KaraokeMerge/web/app.py

345 lines
12 KiB
Python

#!/usr/bin/env python3
"""
Web UI for Karaoke Song Library Cleanup Tool
Provides interactive interface for reviewing duplicates and making decisions.
"""
from flask import Flask, render_template, jsonify, request, send_from_directory
import json
import os
from typing import Dict, List, Any
from datetime import datetime
app = Flask(__name__)
# Configuration
DATA_DIR = '../data'
REPORTS_DIR = os.path.join(DATA_DIR, 'reports')
CONFIG_FILE = '../config/config.json'
def load_json_file(file_path: str) -> Any:
"""Load JSON file safely."""
try:
with open(file_path, 'r', encoding='utf-8') as f:
return json.load(f)
except Exception as e:
print(f"Error loading {file_path}: {e}")
return None
def get_duplicate_groups(skip_songs: List[Dict[str, Any]]) -> List[Dict[str, Any]]:
"""Group skip songs by artist/title to show duplicates together."""
duplicate_groups = {}
for skip_song in skip_songs:
artist = skip_song.get('artist', 'Unknown')
title = skip_song.get('title', 'Unknown')

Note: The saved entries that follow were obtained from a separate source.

//! Pokebeacon CLI configuration management
//!
//! Configuration is layered with figment, lowest priority first:
//! - Defaults
//! - `pokebeacon.toml` in the working directory
//! - `~/.pokebeacon/config.toml`
//! - Environment variables (`POKEBEACON_*`, sections split on `__`)
//! - An explicit `--config` file
//! - Command line flags

use std::path::{Path, PathBuf};

use figment::providers::{Env, Format, Serialized, Toml};
use figment::Figment;
use serde::{Deserialize, Serialize};

use pokebeacon_ble::BleRadioConfig;
use pokebeacon_core::DiscoveryConfig;

const ENV_PREFIX: &str = "POKEBEACON_";
const LOCAL_CONFIG_FILE: &str = "pokebeacon.toml";

// ----------------------------------------------------------------------------
// CLI Application Configuration
// ----------------------------------------------------------------------------

/// Complete configuration for the pokebeacon CLI
#[derive(Debug, Clone, Default, PartialEq, Eq, Serialize, Deserialize)]
#[serde(default)]
pub struct CliAppConfig {
    /// Discovery protocol configuration
    pub discovery: DiscoveryConfig,

    /// BLE radio configuration
    pub ble: BleRadioConfig,

    /// CLI-specific configuration
    pub cli: CliConfig,
}

/// CLI-specific configuration options
#[derive(Debug, Clone, Default, PartialEq, Eq, Serialize, Deserialize)]
#[serde(default)]
pub struct CliConfig {
    /// Enable verbose logging output
    pub verbose: bool,

    /// Print scan results as JSON lines
    pub json: bool,
}

/// Values given on the command line; `None` leaves lower layers untouched
#[derive(Debug, Clone, Default, PartialEq, Eq)]
pub struct CliOverrides {
    pub config_file: Option<PathBuf>,
    pub verbose: Option<bool>,
    pub scan_timeout_ms: Option<u64>,
    pub json: Option<bool>,
}

// ----------------------------------------------------------------------------
// Configuration Loading Logic
// ----------------------------------------------------------------------------

impl CliAppConfig {
    /// Load configuration from every layer
    pub fn load(overrides: &CliOverrides) -> Result<Self, ConfigError> {
        let mut figment = Figment::new()
            .merge(Serialized::defaults(Self::default()))
            .merge(Toml::file(LOCAL_CONFIG_FILE))
            .merge(Toml::file(Self::default_config_path()?))
            .merge(Env::prefixed(ENV_PREFIX).split("__"));

        if let Some(path) = &overrides.config_file {
            if !path.exists() {
                return Err(ConfigError::Loading(format!(
                    "Config file not found: {}",
                    path.display()
                )));
            }
            figment = figment.merge(Toml::file(path));
        }

        if let Some(verbose) = overrides.verbose {
            figment = figment.merge(("cli.verbose", verbose));
        }
        if let Some(timeout) = overrides.scan_timeout_ms {
            figment = figment.merge(("discovery.scan_timeout_ms", timeout));
        }
        if let Some(json) = overrides.json {
            figment = figment.merge(("cli.json", json));
        }

        Self::extract(figment)
    }

    /// Load configuration from a single file on top of the defaults
    pub fn load_from_file<P: AsRef<Path>>(path: P) -> Result<Self, ConfigError> {
        let figment = Figment::new()
            .merge(Serialized::defaults(Self::default()))
            .merge(Toml::file(path.as_ref()));

        Self::extract(figment)
    }

    fn extract(figment: Figment) -> Result<Self, ConfigError> {
        let config: CliAppConfig = figment
            .extract()
            .map_err(|e| ConfigError::Loading(format!("Failed to load configuration: {}", e)))?;

        config.validate()?;
        Ok(config)
    }

    /// Get the default configuration file path
    fn default_config_path() -> Result<PathBuf, ConfigError> {
        let home = std::env::var("HOME")
            .or_else(|_| std::env::var("USERPROFILE"))
            .map_err(|_| {
                ConfigError::Environment("No HOME or USERPROFILE environment variable".to_string())
            })?;

        Ok(PathBuf::from(home).join(".pokebeacon").join("config.toml"))
    }

    /// Validate the configuration for consistency and correctness
    pub fn validate(&self) -> Result<(), ConfigError> {
        self.discovery
            .validate()
            .map_err(|e| ConfigError::Validation(e.to_string()))
    }

    /// Create example configuration file content
    pub fn example_config() -> String {
        toml::to_string_pretty(&Self::default())
            .unwrap_or_else(|_| "# Failed to generate example config".to_string())
    }
}

// ----------------------------------------------------------------------------
// Error Types
// ----------------------------------------------------------------------------

/// Configuration-related errors
#[derive(Debug, thiserror::Error)]
pub enum ConfigError {
    #[error("Configuration loading error: {0}")]
    Loading(String),

    #[error("Configuration validation error: {0}")]
    Validation(String),

    #[error("Environment error: {0}")]
    Environment(String),
}

// ----------------------------------------------------------------------------
// Tests
// ----------------------------------------------------------------------------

key = f"{artist} - {title}"
if key not in duplicate_groups:
duplicate_groups[key] = {
'artist': artist,
'title': title,
'kept_version': skip_song.get('kept_version', 'Unknown'),
'skipped_versions': [],
'total_duplicates': 0
}
duplicate_groups[key]['skipped_versions'].append({
'path': skip_song['path'],
'reason': skip_song.get('reason', 'duplicate'),
'file_type': get_file_type(skip_song['path']),
'channel': extract_channel(skip_song['path'])
})
duplicate_groups[key]['total_duplicates'] = len(duplicate_groups[key]['skipped_versions'])
# Convert to list and sort by artist first, then by title
groups_list = list(duplicate_groups.values())
groups_list.sort(key=lambda x: (x['artist'].lower(), x['title'].lower()))
return groups_list
def get_file_type(path: str) -> str:
"""Extract file type from path."""
path_lower = path.lower()
if path_lower.endswith('.mp4'):
return 'MP4'
elif path_lower.endswith('.mp3'):
return 'MP3'
elif path_lower.endswith('.cdg'):
return 'MP3' # Treat CDG as MP3 since they're paired
return 'Unknown'
def extract_channel(path: str) -> str:
"""Extract channel name from path."""
path_lower = path.lower()
# Split path into parts
parts = path.split('\\')
# Look for specific known channels first
known_channels = ['Sing King Karaoke', 'KaraFun Karaoke', 'Stingray Karaoke']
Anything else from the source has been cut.